START Material for this exercise

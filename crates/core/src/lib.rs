//! mrv-core: canonical data contracts for deterministic MRV calculations.
//!
//! Everything here is pure data plus the routines that turn it into bytes:
//!
//! - [`numeric`] -- checked decimal arithmetic and the `Quotient` sentinel
//! - [`canonical`] -- canonical JSON and SHA-256 content hashing
//! - [`activity`] -- activity rows and dataset content references
//! - [`factor`] -- versioned emission factor references
//! - [`bundle`] -- [`InputBundle`] / [`ResultBundle`] and their hashes
//! - [`finding`] -- QA flags and compliance checks

pub mod activity;
pub mod breakdown;
pub mod bundle;
pub mod canonical;
pub mod factor;
pub mod finding;
pub mod numeric;
pub mod refs;

// ── Convenience re-exports ───────────────────────────────────────────

pub use activity::{
    ActivityData, ActivitySnapshotRef, Dataset, DatasetKind, DatasetRef, ElectricityRow,
    ExportRow, FuelRow, MaterialRow, ProcessRow, ProductionRow,
};
pub use bundle::{BundlePair, InputBundle, ResultBundle, ResultContent};
pub use canonical::{canonical_json, canonicalize, hash, sha256_hex, CanonicalError};
pub use factor::{FactorKey, FactorKind, FactorRef};
pub use finding::{
    CheckStatus, ComplianceCheck, QaFlag, Regime, Requirement, RuleSetRef, Severity,
};
pub use numeric::{NumericError, Quotient};
pub use refs::{
    FacilityDescriptor, MethodologyRef, MonitoringPlanRef, Period, PriceRef, ProductMapping,
    Scenario, SubjectKey,
};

END Material for this exercise

Brief: Full repetition needed. Write out every entry above exactly as given.

Response:
filename crates/core/src/lib.rs
//! mrv-core: canonical data contracts for deterministic MRV calculations.
//!
//! Everything here is pure data plus the routines that turn it into bytes:
//!
//! - [`numeric`] -- checked decimal arithmetic and the `Quotient` sentinel
//! - [`canonical`] -- canonical JSON and SHA-256 content hashing
//! - [`activity`] -- activity rows and dataset content references
//! - [`factor`] -- versioned emission factor references
//! - [`bundle`] -- [`InputBundle`] / [`ResultBundle`] and their hashes
//! - [`finding`] -- QA flags and compliance checks

pub mod activity;
pub mod breakdown;
pub mod bundle;
pub mod canonical;
pub mod factor;
pub mod finding;
pub mod numeric;
pub mod refs;

// ── Convenience re-exports ───────────────────────────────────────────

pub use activity::{
    ActivityData, ActivitySnapshotRef, Dataset, DatasetKind, DatasetRef, ElectricityRow,
    ExportRow, FuelRow, MaterialRow, ProcessRow, ProductionRow,
};
pub use bundle::{BundlePair, InputBundle, ResultBundle, ResultContent};
pub use canonical::{canonical_json, canonicalize, hash, sha256_hex, CanonicalError};
pub use factor::{FactorKey, FactorKind, FactorRef};
pub use finding::{
    CheckStatus, ComplianceCheck, QaFlag, Regime, Requirement, RuleSetRef, Severity,
};
pub use numeric::{NumericError, Quotient};
pub use refs::{
    FacilityDescriptor, MethodologyRef, MonitoringPlanRef, Period, PriceRef, ProductMapping,
    Scenario, SubjectKey,
};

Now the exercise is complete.